The chapter on non-standard-evaluation (NSE) in Advanced R is a bit on the older side at this point. The "escape hatch" it refers to is as defined in your question: "an alternative version of the function that uses standard evaluation". If you look through the history of dplyr, you will notice functions like select_ and filter_, which are effectively standard-evaluation (SE) versions of select and filter. These functions have since been deprecated and the entire concept of maintaining two versions of functions (one SE and one NSE) has also fallen out of favor. The modern approach to NSE and its usage in dplyr is instead covered in the more recent book on tidy evaluation.

The reason your code is not working is because substitute() does not function properly in nested functions.
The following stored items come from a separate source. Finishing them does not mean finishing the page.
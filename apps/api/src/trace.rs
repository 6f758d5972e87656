//! Request correlation. Every request gets an opaque trace id: the caller's
//! `x-trace-id` header when present, a fresh UUID otherwise. The id is echoed
//! on the response and in error envelopes and has no other effect.

use std::convert::Infallible;

use axum::{
    async_trait,
    extract::{FromRequestParts, Request},
    http::{request::Parts, HeaderMap, HeaderValue},
    middleware::Next,
    response::Response,
};
use uuid::Uuid;

pub const TRACE_HEADER: &str = "x-trace-id";

#[derive(Debug, Clone, PartialEq, Eq)]
pub struct TraceId(pub String);

impl TraceId {
    fn from_headers(headers: &HeaderMap) -> Self {
        let id = headers
            .get(TRACE_HEADER)
            .and_then(|v| v.to_str().ok())
            .map(str::trim)
            .filter(|s| !s.is_empty())
            .map(str::to_owned)
            .unwrap_or_else(|| Uuid::new_v4().to_string());
        TraceId(id)
    }
}

#[async_trait]
impl<S: Send + Sync> FromRequestParts<S> for TraceId {
    type Rejection = Infallible;

    async fn from_request_parts(parts: &mut Parts, _state: &S) -> Result<Self, Self::Rejection> {
        Ok(TraceId::from_headers(&parts.headers))
    }
}

/// Middleware: pins the trace id on the request so handlers and the response agree on it.
pub async fn propagate_trace_id(mut request: Request, next: Next) -> Response {
    let trace_id = TraceId::from_headers(request.headers());
    let Ok(value) = HeaderValue::from_str(&trace_id.0) else {
        return next.run(request).await;
    };

    request.headers_mut().insert(TRACE_HEADER, value.clone());
    let mut response = next.run(request).await;
    response.headers_mut().insert(TRACE_HEADER, value);
    response
}
//! Request orchestrator: turns one logical call into 1..N physical attempts.
//!
//! Per logical call:
//!
//! ```text
//! idle → attempting ─┬─ 2xx + decodes ───────────────→ succeeded
//!          ↑         ├─ retryable, schedule left ──→ retry-wait ─┐
//!          │         └─ terminal / exhausted / cancelled → failed │
//!          └──────────────────────────────────────────────────────┘
//! ```
//!
//! Each attempt races the transport against the per-attempt deadline with
//! `tokio::time::timeout`; the dropped transport future is the cancelled loser.
//! Cancellation is checked first in every `select!`, so a cancel that is ready
//! alongside a result always wins.

use std::sync::Arc;
use std::time::Duration;

use contracts::{classify, ClassifiedError, Fault};
use serde::de::DeserializeOwned;
use tokio_util::sync::CancellationToken;
use tracing::{debug, info, warn};

use crate::schedule::BackoffSchedule;
use crate::transport::{ApiRequest, Transport};

#[derive(Debug, Clone, Copy, PartialEq, Eq)]
pub enum RequestState {
    Idle,
    Attempting { attempt: usize },
    RetryWait { attempt: usize, delay: Duration },
    Succeeded,
    Failed,
}

/// One logical request: what to send, whether it may be retried, and how long
/// to wait between attempts.
#[derive(Debug, Clone)]
pub struct LogicalCall {
    pub request: ApiRequest,
    pub retryable: bool,
    pub schedule: BackoffSchedule,
}

impl LogicalCall {
    pub fn retryable(request: ApiRequest, schedule: BackoffSchedule) -> Self {
        Self {
            request,
            retryable: true,
            schedule,
        }
    }

    /// Exactly one attempt, whatever the failure.
    pub fn once(request: ApiRequest) -> Self {
        Self {
            request,
            retryable: false,
            schedule: BackoffSchedule::none(),
        }
    }

    fn max_attempts(&self) -> usize {
        if self.retryable {
            self.schedule.max_attempts()
        } else {
            1
        }
    }
}

/// Tracks one call's state and logs each transition.
struct Progress<'a> {
    path: &'a str,
    state: RequestState,
}

impl Progress<'_> {
    fn enter(&mut self, next: RequestState) {
        debug!(path = %self.path, from = ?self.state, to = ?next, "request state");
        self.state = next;
    }

    fn fail(&mut self, error: ClassifiedError) -> ClassifiedError {
        self.enter(RequestState::Failed);
        match &error {
            ClassifiedError::Cancelled => info!(path = %self.path, "request cancelled"),
            other => warn!(path = %self.path, kind = other.kind(), "request failed: {other}"),
        }
        error
    }
}

#[derive(Clone)]
pub struct Orchestrator {
    transport: Arc<dyn Transport>,
    attempt_timeout: Duration,
}

impl Orchestrator {
    pub fn new(transport: Arc<dyn Transport>, attempt_timeout: Duration) -> Self {
        Self {
            transport,
            attempt_timeout,
        }
    }

    /// Runs `call` to a single outcome. Errors are always classified; on
    /// failure after retries the LAST attempt's error is returned.
    pub async fn execute<R: DeserializeOwned>(
        &self,
        call: &LogicalCall,
        cancel: &CancellationToken,
    ) -> Result<R, ClassifiedError> {
        let mut progress = Progress {
            path: &call.request.path,
            state: RequestState::Idle,
        };
        let max_attempts = call.max_attempts();
        let mut attempt = 0;

        loop {
            attempt += 1;
            progress.enter(RequestState::Attempting { attempt });

            let outcome = tokio::select! {
                biased;
                _ = cancel.cancelled() => return Err(progress.fail(classify(Fault::Cancelled))),
                outcome = tokio::time::timeout(self.attempt_timeout, self.transport.send(&call.request)) => outcome,
            };

            let error = match outcome {
                Err(_elapsed) => classify(Fault::DeadlineElapsed),
                Ok(Err(fault)) => classify(Fault::Transport(fault)),
                Ok(Ok(response)) if !(200..300).contains(&response.status) => {
                    classify(Fault::Status {
                        status: response.status,
                        body: &response.body,
                    })
                }
                Ok(Ok(response)) => {
                    // A cancel that raced the response still wins.
                    if cancel.is_cancelled() {
                        return Err(progress.fail(classify(Fault::Cancelled)));
                    }
                    return match serde_json::from_slice::<R>(&response.body) {
                        Ok(decoded) => {
                            progress.enter(RequestState::Succeeded);
                            Ok(decoded)
                        }
                        Err(e) => Err(progress.fail(classify(Fault::Decode(e)))),
                    };
                }
            };

            let delay = match call.schedule.delay(attempt - 1) {
                Some(delay) if error.is_retryable() && attempt < max_attempts => delay,
                _ => return Err(progress.fail(error)),
            };

            debug!(
                path = %call.request.path,
                attempt,
                kind = error.kind(),
                "attempt failed, retrying in {delay:?}: {error}"
            );
            progress.enter(RequestState::RetryWait { attempt, delay });

            tokio::select! {
                biased;
                _ = cancel.cancelled() => return Err(progress.fail(classify(Fault::Cancelled))),
                _ = tokio::time::sleep(delay) => {}
            }
        }
    }
}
In your case:

## Works as intended
scramble(subset2( sample_df, a >= 4 ))

## Does essentially the same thing but placed within a function
## Fails due to substitute() being inside a now-nested function
subscramble( sample_df, a >= 4 )

To fix the functions, you can simply switch from substitute() to rlang::enexpr() and use quasiquotation to pass the condition expression throughout nested functions. Note that you don't need enquo() in this case; enquo() is a version of enexpr() that also captures the environment where the expression is to be evaluated. In your case, that environment is the data frame, which is being passed to the functions as x already.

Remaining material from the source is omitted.